**PROBLEM TO SOLVE:**
The output should be identical to the entries that follow.

>>>>>

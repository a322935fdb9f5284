//! Rendering sorted sends as list, count, or dates output.

use std::cmp::Ordering;
use std::collections::{HashMap, HashSet};
use std::io::{self, Write};

use chrono::NaiveDate;

use sends_shared::SendRecord;

use crate::grade::sort_sends;

/// What to print.
#[derive(Debug, Clone, PartialEq, Eq, Default)]
pub enum ReportMode {
    /// Every send, one per line.
    #[default]
    List,
    /// One line per distinct grade string with its send count.
    Count,
    /// Unique dates, oldest first, of sends with exactly this grade.
    Dates { grade: String },
}

impl ReportMode {
    /// Pick a mode from CLI flags. A non-empty `dates` grade wins over `count`.
    pub fn from_flags(count: bool, dates: Option<&str>) -> Self {
        match dates {
            Some(grade) if !grade.is_empty() => Self::Dates {
                grade: grade.to_string(),
            },
            _ if count => Self::Count,
            _ => Self::List,
        }
    }
}

/// A set of sends, sorted by grade then color on construction.
#[derive(Debug, Clone)]
pub struct Report {
    sends: Vec<SendRecord>,
}

impl Report {
    /// Sort `sends` and wrap them for rendering.
    pub fn new(mut sends: Vec<SendRecord>) -> Self {
        sort_sends(&mut sends);
        Self { sends }
    }

    /// The sorted sends.
    pub fn sends(&self) -> &[SendRecord] {
        &self.sends
    }

    /// Render the output lines for `mode`.
    pub fn render(&self, mode: &ReportMode) -> Vec<String> {
        match mode {
            ReportMode::List => self.list_lines(),
            ReportMode::Count => self.count_lines(),
            ReportMode::Dates { grade } => self.date_lines(grade),
        }
    }

    /// Write the lines for `mode` to `out`, newline-terminated.
    pub fn write_to<W: Write>(&self, mode: &ReportMode, out: &mut W) -> io::Result<()> {
        for line in self.render(mode) {
            writeln!(out, "{line}")?;
        }
        out.flush()
    }

    fn list_lines(&self) -> Vec<String> {
        self.sends.iter().map(ToString::to_string).collect()
    }

    /// Counts keyed by the raw grade string, in first-seen order.
    fn count_lines(&self) -> Vec<String> {
        let mut counts: Vec<(&str, usize)> = Vec::new();
        let mut index: HashMap<&str, usize> = HashMap::new();

        for send in &self.sends {
            let grade = send.grade.as_str();
            let i = *index.entry(grade).or_insert_with(|| {
                counts.push((grade, 0));
                counts.len() - 1
            });
            counts[i].1 += 1;
        }

        counts
            .into_iter()
            .map(|(grade, count)| format!("{count:>7} {grade}"))
            .collect()
    }

    fn date_lines(&self, grade: &str) -> Vec<String> {
        let mut seen = HashSet::new();
        let mut dates: Vec<&str> = self
            .sends
            .iter()
            .filter(|send| send.grade == grade && !send.date.is_empty())
            .map(|send| send.date.as_str())
            .filter(|date| seen.insert(*date))
            .collect();

        dates.sort_by(|a, b| compare_dates(a, b));
        dates.into_iter().map(String::from).collect()
    }
}

/// Chronological when both sides are `YYYY-MM-DD` dates, lexical otherwise.
fn compare_dates(a: &str, b: &str) -> Ordering {
    match (parse_iso_date(a), parse_iso_date(b)) {
        (Some(x), Some(y)) => x.cmp(&y),
        _ => a.cmp(b),
    }
}

/// Parse a strictly shaped `YYYY-MM-DD` date.
fn parse_iso_date(s: &str) -> Option<NaiveDate> {
    let bytes = s.as_bytes();
    let shaped = bytes.len() == 10
        && bytes.iter().enumerate().all(|(i, b)| match i {
            4 | 7 => *b == b'-',
            _ => b.is_ascii_digit(),
        });
    if !shaped {
        return None;
    }
    NaiveDate::parse_from_str(s, "%Y-%m-%d").ok()
}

<<<<<

**RESULT OF THE EXERCISE:**
repository a322935fdb9f5284
//! Rendering sorted sends as list, count, or dates output.

use std::cmp::Ordering;
use std::collections::{HashMap, HashSet};
use std::io::{self, Write};

use chrono::NaiveDate;

use sends_shared::SendRecord;

use crate::grade::sort_sends;

/// What to print.
#[derive(Debug, Clone, PartialEq, Eq, Default)]
pub enum ReportMode {
    /// Every send, one per line.
    #[default]
    List,
    /// One line per distinct grade string with its send count.
    Count,
    /// Unique dates, oldest first, of sends with exactly this grade.
    Dates { grade: String },
}

impl ReportMode {
    /// Pick a mode from CLI flags. A non-empty `dates` grade wins over `count`.
    pub fn from_flags(count: bool, dates: Option<&str>) -> Self {
        match dates {
            Some(grade) if !grade.is_empty() => Self::Dates {
                grade: grade.to_string(),
            },
            _ if count => Self::Count,
            _ => Self::List,
        }
    }
}

/// A set of sends, sorted by grade then color on construction.
#[derive(Debug, Clone)]
pub struct Report {
    sends: Vec<SendRecord>,
}

impl Report {
    /// Sort `sends` and wrap them for rendering.
    pub fn new(mut sends: Vec<SendRecord>) -> Self {
        sort_sends(&mut sends);
        Self { sends }
    }

    /// The sorted sends.
    pub fn sends(&self) -> &[SendRecord] {
        &self.sends
    }

    /// Render the output lines for `mode`.
    pub fn render(&self, mode: &ReportMode) -> Vec<String> {
        match mode {
            ReportMode::List => self.list_lines(),
            ReportMode::Count => self.count_lines(),
            ReportMode::Dates { grade } => self.date_lines(grade),
        }
    }

    /// Write the lines for `mode` to `out`, newline-terminated.
    pub fn write_to<W: Write>(&self, mode: &ReportMode, out: &mut W) -> io::Result<()> {
        for line in self.render(mode) {
            writeln!(out, "{line}")?;
        }
        out.flush()
    }

    fn list_lines(&self) -> Vec<String> {
        self.sends.iter().map(ToString::to_string).collect()
    }

    /// Counts keyed by the raw grade string, in first-seen order.
    fn count_lines(&self) -> Vec<String> {
        let mut counts: Vec<(&str, usize)> = Vec::new();
        let mut index: HashMap<&str, usize> = HashMap::new();

        for send in &self.sends {
            let grade = send.grade.as_str();
            let i = *index.entry(grade).or_insert_with(|| {
                counts.push((grade, 0));
                counts.len() - 1
            });
            counts[i].1 += 1;
        }

        counts
            .into_iter()
            .map(|(grade, count)| format!("{count:>7} {grade}"))
            .collect()
    }

    fn date_lines(&self, grade: &str) -> Vec<String> {
        let mut seen = HashSet::new();
        let mut dates: Vec<&str> = self
            .sends
            .iter()
            .filter(|send| send.grade == grade && !send.date.is_empty())
            .map(|send| send.date.as_str())
            .filter(|date| seen.insert(*date))
            .collect();

        dates.sort_by(|a, b| compare_dates(a, b));
        dates.into_iter().map(String::from).collect()
    }
}

/// Chronological when both sides are `YYYY-MM-DD` dates, lexical otherwise.
fn compare_dates(a: &str, b: &str) -> Ordering {
    match (parse_iso_date(a), parse_iso_date(b)) {
        (Some(x), Some(y)) => x.cmp(&y),
        _ => a.cmp(b),
    }
}

/// Parse a strictly shaped `YYYY-MM-DD` date.
fn parse_iso_date(s: &str) -> Option<NaiveDate> {
    let bytes = s.as_bytes();
    let shaped = bytes.len() == 10
        && bytes.iter().enumerate().all(|(i, b)| match i {
            4 | 7 => *b == b'-',
            _ => b.is_ascii_digit(),
        });
    if !shaped {
        return None;
    }
    NaiveDate::parse_from_str(s, "%Y-%m-%d").ok()
}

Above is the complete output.